Previous COVID infections appear to provide less protection against omicron variant, study suggests

A new study suggests that people who have already had COVID-19 appear to be less protected from being reinfected with the omicron variant than with previous variants.

A group of South African scientists set out to examine the risk of COVID reinfection with the emergence of the omicron variant in the country.

After looking at data of reinfection caused by the beta, delta and omicron variants, they found that past infections might not protect against omicron as well as they protected against the last two variants.

“Population-level evidence suggests that the omicron variant is associated with substantial ability to evade immunity from prior infection,” the authors said.

“In contrast, there is no population-wide epidemiological evidence of immune escape associated with the beta or delta variants,” they added.

The study, titled “Increased risk of SARS-CoV-2 reinfection associated with emergence of the omicron variant in South Africa,” was published Thursday, and it has not yet been peer-reviewed.
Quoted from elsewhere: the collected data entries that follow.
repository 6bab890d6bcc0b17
//! Wire types for `models/{model}:generateContent`.

use base64::engine::general_purpose::STANDARD as BASE64;
use base64::Engine as _;
use serde::{Deserialize, Serialize};

use catposter_core::image::{InlineImage, DEFAULT_OUTPUT_MIME};

use crate::api::GeminiError;
use crate::model::GeneratedContent;

// ---------------------------------------------------------------------------
// Request
// ---------------------------------------------------------------------------

#[derive(Debug, Serialize)]
pub struct GenerateContentRequest {
    pub contents: Vec<RequestContent>,
}

#[derive(Debug, Serialize)]
pub struct RequestContent {
    pub role: &'static str,
    pub parts: Vec<RequestPart>,
}

/// Untagged union of text and inline media parts.
#[derive(Debug, Serialize)]
#[serde(untagged)]
pub enum RequestPart {
    Text {
        text: String,
    },
    InlineData {
        #[serde(rename = "inlineData")]
        inline_data: Blob,
    },
}

/// Base64 inline payload.
#[derive(Debug, Clone, Serialize, Deserialize)]
#[serde(rename_all = "camelCase")]
pub struct Blob {
    #[serde(default)]
    pub mime_type: Option<String>,
    #[serde(default)]
    pub data: String,
}

impl GenerateContentRequest {
    /// A single user turn: the instruction followed by the image.
    pub fn text_and_image(prompt: &str, image: &InlineImage) -> Self {
        Self {
            contents: vec![RequestContent {
                role: "user",
                parts: vec![
                    RequestPart::Text {
                        text: prompt.to_string(),
                    },
                    RequestPart::InlineData {
                        inline_data: Blob {
                            mime_type: Some(image.mime_type.clone()),
                            data: image.to_base64(),
                        },
                    },
                ],
            }],
        }
    }
}

// ---------------------------------------------------------------------------
// Response
// ---------------------------------------------------------------------------

#[derive(Debug, Default, Deserialize)]
#[serde(rename_all = "camelCase")]
pub struct GenerateContentResponse {
    #[serde(default)]
    pub candidates: Vec<Candidate>,
    #[serde(default)]
    pub prompt_feedback: Option<PromptFeedback>,
}

#[derive(Debug, Deserialize)]
#[serde(rename_all = "camelCase")]
pub struct Candidate {
    #[serde(default)]
    pub content: Option<CandidateContent>,
    #[serde(default)]
    pub finish_reason: Option<String>,
}

#[derive(Debug, Deserialize)]
pub struct CandidateContent {
    #[serde(default)]
    pub parts: Vec<ResponsePart>,
}

/// A response part. Parts may carry fields this client does not use, so
/// the known ones are optional rather than an untagged enum.
#[derive(Debug, Deserialize)]
#[serde(rename_all = "camelCase")]
pub struct ResponsePart {
    #[serde(default)]
    pub text: Option<String>,
    #[serde(default, alias = "inline_data")]
    pub inline_data: Option<Blob>,
}

#[derive(Debug, Deserialize)]
#[serde(rename_all = "camelCase")]
pub struct PromptFeedback {
    #[serde(default)]
    pub block_reason: Option<String>,
}

impl GenerateContentResponse {
    /// Collapse the first candidate into a [`GeneratedContent`].
    ///
    /// - The first non-empty inline image part wins.
    /// - Otherwise all text parts are joined.
    /// - A blocked prompt or an abnormal finish reason is reported as text
    ///   so callers can surface it.
    pub fn into_content(self) -> Result<GeneratedContent, GeminiError> {
        let Some(candidate) = self.candidates.into_iter().next() else {
            return Ok(match self.prompt_feedback.and_then(|f| f.block_reason) {
                Some(reason) => GeneratedContent::Text(format!("Request blocked: {reason}")),
                None => GeneratedContent::Empty,
            });
        };

        let parts = candidate.content.map(|c| c.parts).unwrap_or_default();

        if let Some(blob) = parts
            .iter()
            .filter_map(|p| p.inline_data.as_ref())
            .find(|b| !b.data.is_empty())
        {
            let data = BASE64
                .decode(blob.data.as_bytes())
                .map_err(|e| GeminiError::Decode(e.to_string()))?;
            let mime = blob
                .mime_type
                .clone()
                .filter(|m| !m.is_empty())
                .unwrap_or_else(|| DEFAULT_OUTPUT_MIME.to_string());
            return Ok(GeneratedContent::Image(InlineImage::new(mime, data)));
        }

        let text = parts
            .iter()
            .filter_map(|p| p.text.as_deref())
            .map(str::trim)
            .filter(|t| !t.is_empty())
            .collect::<Vec<_>>()
            .join("\n");
        if !text.is_empty() {
            return Ok(GeneratedContent::Text(text));
        }

        match candidate.finish_reason {
            Some(reason) if reason != "STOP" => {
                Ok(GeneratedContent::Text(format!("Generation stopped: {reason}")))
            }
            _ => Ok(GeneratedContent::Empty),
        }
    }
}

// ---------------------------------------------------------------------------
// Tests
// ---------------------------------------------------------------------------

#[cfg(test)]
mod tests {
    use super::*;
    use assert_matches::assert_matches;
    use serde_json::json;

    fn parse(value: serde_json::Value) -> GeneratedContent {
        serde_json::from_value::<GenerateContentResponse>(value)
            .unwrap()
            .into_content()
            .unwrap()
    }

    #[test]
    fn request_serializes_text_then_inline_data() {
        let image = InlineImage::new("image/png", vec![1, 2, 3]);
        let body = serde_json::to_value(GenerateContentRequest::text_and_image("hi", &image)).unwrap();
        assert_eq!(
            body,
            json!({
                "contents": [{
                    "role": "user",
                    "parts": [
                        { "text": "hi" },
                        { "inlineData": { "mimeType": "image/png", "data": "AQID" } }
                    ]
                }]
            })
        );
    }

    #[test]
    fn image_part_wins_over_text() {
        let content = parse(json!({
            "candidates": [{
                "content": { "parts": [
                    { "text": "Here is your poster" },
                    { "inlineData": { "mimeType": "image/jpeg", "data": "AQID" } }
                ]},
                "finishReason": "STOP"
            }]
        }));
        assert_eq!(
            content,
            GeneratedContent::Image(InlineImage::new("image/jpeg", vec![1, 2, 3]))
        );
    }

    #[test]
    fn missing_mime_defaults_to_png() {
        let content = parse(json!({
            "candidates": [{ "content": { "parts": [ { "inlineData": { "data": "AQID" } } ] } }]
        }));
        assert_matches!(content, GeneratedContent::Image(img) if img.mime_type == "image/png");
    }

    #[test]
    fn text_parts_are_joined() {
        let content = parse(json!({
            "candidates": [{ "content": { "parts": [ { "text": "I can't " }, { "text": "do that." } ] } }]
        }));
        assert_eq!(content, GeneratedContent::Text("I can't\ndo that.".into()));
    }

    #[test]
    fn blocked_prompt_is_reported_as_text() {
        let content = parse(json!({ "promptFeedback": { "blockReason": "SAFETY" } }));
        assert_eq!(content, GeneratedContent::Text("Request blocked: SAFETY".into()));
    }

    #[test]
    fn abnormal_finish_without_parts_is_reported_as_text() {
        let content = parse(json!({ "candidates": [{ "finishReason": "IMAGE_SAFETY" }] }));
        assert_eq!(content, GeneratedContent::Text("Generation stopped: IMAGE_SAFETY".into()));
    }

    #[test]
    fn no_candidates_is_empty() {
        assert_eq!(parse(json!({})), GeneratedContent::Empty);
    }

    #[test]
    fn undecodable_image_is_an_error() {
        let response: GenerateContentResponse = serde_json::from_value(json!({
            "candidates": [{ "content": { "parts": [ { "inlineData": { "data": "%%%" } } ] } }]
        }))
        .unwrap();
        assert_matches!(response.into_content(), Err(GeminiError::Decode(_)));
    }
}
//! Failure-isolating combinators for best-effort branches.
//!
//! A settled branch yields `Some(value)` on success and `None` when it
//! returned an error or panicked. The failure is logged and goes no further.

use std::any::Any;
use std::fmt::Display;
use std::future::Future;
use std::panic::AssertUnwindSafe;

use futures::future::join_all;
use futures::FutureExt;

/// Await `branch`, converting an error or a panic into `None`.
pub async fn settle<T, E, F>(name: &str, branch: F) -> Option<T>
where
    F: Future<Output = Result<T, E>>,
    E: Display,
{
    match AssertUnwindSafe(branch).catch_unwind().await {
        Ok(Ok(value)) => Some(value),
        Ok(Err(err)) => {
            tracing::warn!(branch = name, error = %err, "Best-effort branch failed");
            None
        }
        Err(payload) => {
            tracing::error!(
                branch = name,
                panic = panic_message(payload.as_ref()),
                "Best-effort branch panicked"
            );
            None
        }
    }
}

/// Run all `branches` concurrently and settle each one independently.
/// Output order matches input order.
pub async fn settle_all<T, E, F, I>(name: &str, branches: I) -> Vec<Option<T>>
where
    I: IntoIterator<Item = F>,
    F: Future<Output = Result<T, E>>,
    E: Display,
{
    join_all(branches.into_iter().map(|branch| settle(name, branch))).await
}

fn panic_message(payload: &(dyn Any + Send)) -> &str {
    if let Some(msg) = payload.downcast_ref::<&'static str>() {
        msg
    } else if let Some(msg) = payload.downcast_ref::<String>() {
        msg.as_str()
    } else {
        "<non-string panic payload>"
    }
}

#[cfg(test)]
mod tests {
    use super::*;

    #[tokio::test]
    async fn success_passes_through() {
        let value = settle("ok", async { Ok::<_, String>(42) }).await;
        assert_eq!(value, Some(42));
    }

    #[tokio::test]
    async fn error_becomes_none() {
        let value = settle("err", async { Err::<u32, _>("boom".to_string()) }).await;
        assert_eq!(value, None);
    }

    #[tokio::test]
    async fn panic_becomes_none() {
        let value = settle("panic", async {
            if true {
                panic!("kaboom");
            }
            Ok::<u32, String>(1)
        })
        .await;
        assert_eq!(value, None);
    }

    #[tokio::test]
    async fn settle_all_isolates_each_branch_and_keeps_order() {
        let branches = (0..4u32).map(|i| async move {
            match i {
                1 => Err(format!("branch {i} failed")),
                2 => panic!("branch {i} panicked"),
                _ => Ok(i * 10),
            }
        });

        let results = settle_all("many", branches).await;

        assert_eq!(results, vec![Some(0), None, None, Some(30)]);
    }
}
Researchers didn’t say how serious the reinfections were, or how much vaccines protect against the new variant.

“Previous infection used to protect against delta and now with omicron it doesn’t seem to be the case,” one of the researchers, Anne von Gottberg, a microbiologist from South Africa’s National Institute for Communicable Diseases, said at a World Health Organization briefing on Thursday. However, “we believe that vaccines will still, however, protect against severe disease,” she added.

The study’s findings have “important implications for public health planning, particularly in countries like South Africa with high rates of immunity from prior infection,” the authors wrote.
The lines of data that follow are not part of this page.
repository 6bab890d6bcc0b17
#[derive(Debug, thiserror::Error)]
pub enum CoreError {
    #[error("Validation failed: {0}")]
    Validation(String),
}
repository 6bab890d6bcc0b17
//! Image payloads and the validated generation request.

use base64::alphabet;
use base64::engine::general_purpose::{GeneralPurpose, GeneralPurposeConfig, STANDARD as BASE64};
use base64::engine::DecodePaddingMode;
use base64::Engine as _;

use crate::error::CoreError;

/// Standard alphabet, accepting payloads with or without `=` padding.
const LENIENT_BASE64: GeneralPurpose = GeneralPurpose::new(
    &alphabet::STANDARD,
    GeneralPurposeConfig::new().with_decode_padding_mode(DecodePaddingMode::Indifferent),
);

// ---------------------------------------------------------------------------
// Mime types
// ---------------------------------------------------------------------------

/// Upload mime types the generation model accepts as inline data.
pub const SUPPORTED_MIME_TYPES: &[&str] = &[
    "image/png",
    "image/jpeg",
    "image/webp",
    "image/heic",
    "image/heif",
];

/// Mime type assumed for upstream image parts that omit one.
pub const DEFAULT_OUTPUT_MIME: &str = "image/png";

/// Trim, lower-case and alias a client-supplied mime type, then check it
/// against [`SUPPORTED_MIME_TYPES`].
pub fn normalize_mime(raw: &str) -> Result<String, CoreError> {
    let mime = raw.trim().to_ascii_lowercase();
    let mime = match mime.as_str() {
        "image/jpg" | "image/pjpeg" => "image/jpeg".to_string(),
        _ => mime,
    };

    if SUPPORTED_MIME_TYPES.contains(&mime.as_str()) {
        Ok(mime)
    } else if mime.is_empty() {
        Err(CoreError::Validation("Missing mimeType".to_string()))
    } else {
        Err(CoreError::Validation(format!(
            "Unsupported image type '{mime}'. Supported: {}",
            SUPPORTED_MIME_TYPES.join(", ")
        )))
    }
}

/// Guess a mime type from a file name's extension.
pub fn mime_from_filename(filename: &str) -> Option<&'static str> {
    let (_, ext) = filename.rsplit_once('.')?;
    match ext.to_ascii_lowercase().as_str() {
        "png" => Some("image/png"),
        "jpg" | "jpeg" => Some("image/jpeg"),
        "webp" => Some("image/webp"),
        "heic" => Some("image/heic"),
        "heif" => Some("image/heif"),
        "avif" => Some("image/avif"),
        _ => None,
    }
}

/// File extension used when writing an image of the given mime type to disk.
pub fn extension_for_mime(mime: &str) -> &'static str {
    match mime {
        "image/jpeg" => "jpg",
        "image/webp" => "webp",
        "image/avif" => "avif",
        "image/heic" => "heic",
        "image/heif" => "heif",
        _ => "png",
    }
}

// ---------------------------------------------------------------------------
// InlineImage
// ---------------------------------------------------------------------------

/// Raw image bytes together with their mime type.
#[derive(Debug, Clone, PartialEq, Eq)]
pub struct InlineImage {
    pub mime_type: String,
    pub data: Vec<u8>,
}

impl InlineImage {
    pub fn new(mime_type: impl Into<String>, data: Vec<u8>) -> Self {
        Self {
            mime_type: mime_type.into(),
            data,
        }
    }

    /// Decode a standard-alphabet base64 payload, padded or not. A leading
    /// `data:<mime>;base64,` prefix is tolerated and stripped.
    pub fn from_base64(mime_type: impl Into<String>, payload: &str) -> Result<Self, CoreError> {
        let raw = strip_data_url_prefix(payload.trim());
        let data = LENIENT_BASE64
            .decode(raw)
            .map_err(|e| CoreError::Validation(format!("Invalid base64 image data: {e}")))?;
        Ok(Self::new(mime_type, data))
    }

    pub fn to_base64(&self) -> String {
        BASE64.encode(&self.data)
    }

    /// Render as `data:<mime>;base64,<data>`.
    pub fn to_data_url(&self) -> String {
        format!("data:{};base64,{}", self.mime_type, self.to_base64())
    }
}

fn strip_data_url_prefix(payload: &str) -> &str {
    if payload.starts_with("data:") {
        if let Some((_, rest)) = payload.split_once(";base64,") {
            return rest;
        }
    }
    payload
}

// ---------------------------------------------------------------------------
// GenerationRequest
// ---------------------------------------------------------------------------

/// A validated poster generation request, built once per HTTP request.
#[derive(Debug, Clone)]
pub struct GenerationRequest {
    image: InlineImage,
    user_prompt: Option<String>,
}

impl GenerationRequest {
    /// Validate the upload and optional user direction.
    ///
    /// - `mime_type` must normalise to one of [`SUPPORTED_MIME_TYPES`].
    /// - `data` must be non-empty.
    /// - A blank `user_prompt` is treated as absent.
    pub fn new(
        mime_type: &str,
        data: Vec<u8>,
        user_prompt: Option<String>,
    ) -> Result<Self, CoreError> {
        let mime_type = normalize_mime(mime_type)?;
        if data.is_empty() {
            return Err(CoreError::Validation("Image data is empty".to_string()));
        }

        let user_prompt = user_prompt
            .map(|p| p.trim().to_string())
            .filter(|p| !p.is_empty());

        Ok(Self {
            image: InlineImage::new(mime_type, data),
            user_prompt,
        })
    }

    pub fn image(&self) -> &InlineImage {
        &self.image
    }

    pub fn user_prompt(&self) -> Option<&str> {
        self.user_prompt.as_deref()
    }
}

// ---------------------------------------------------------------------------
// Tests
// ---------------------------------------------------------------------------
Omicron was discovered just over a week ago by scientists in South Africa and Botswana.

On Friday, WHO officials said that the variant is now present in 38 countries, up from 23 just two days ago, with early data suggesting the strain is more contagious than delta.

“There is a suggestion that there is increased transmissibility. What we need to understand is if it’s more or less transmissible compared to delta,” Maria Van Kerkhove, WHO’s COVID-19 technical lead, said during a live-streamed Q&A session.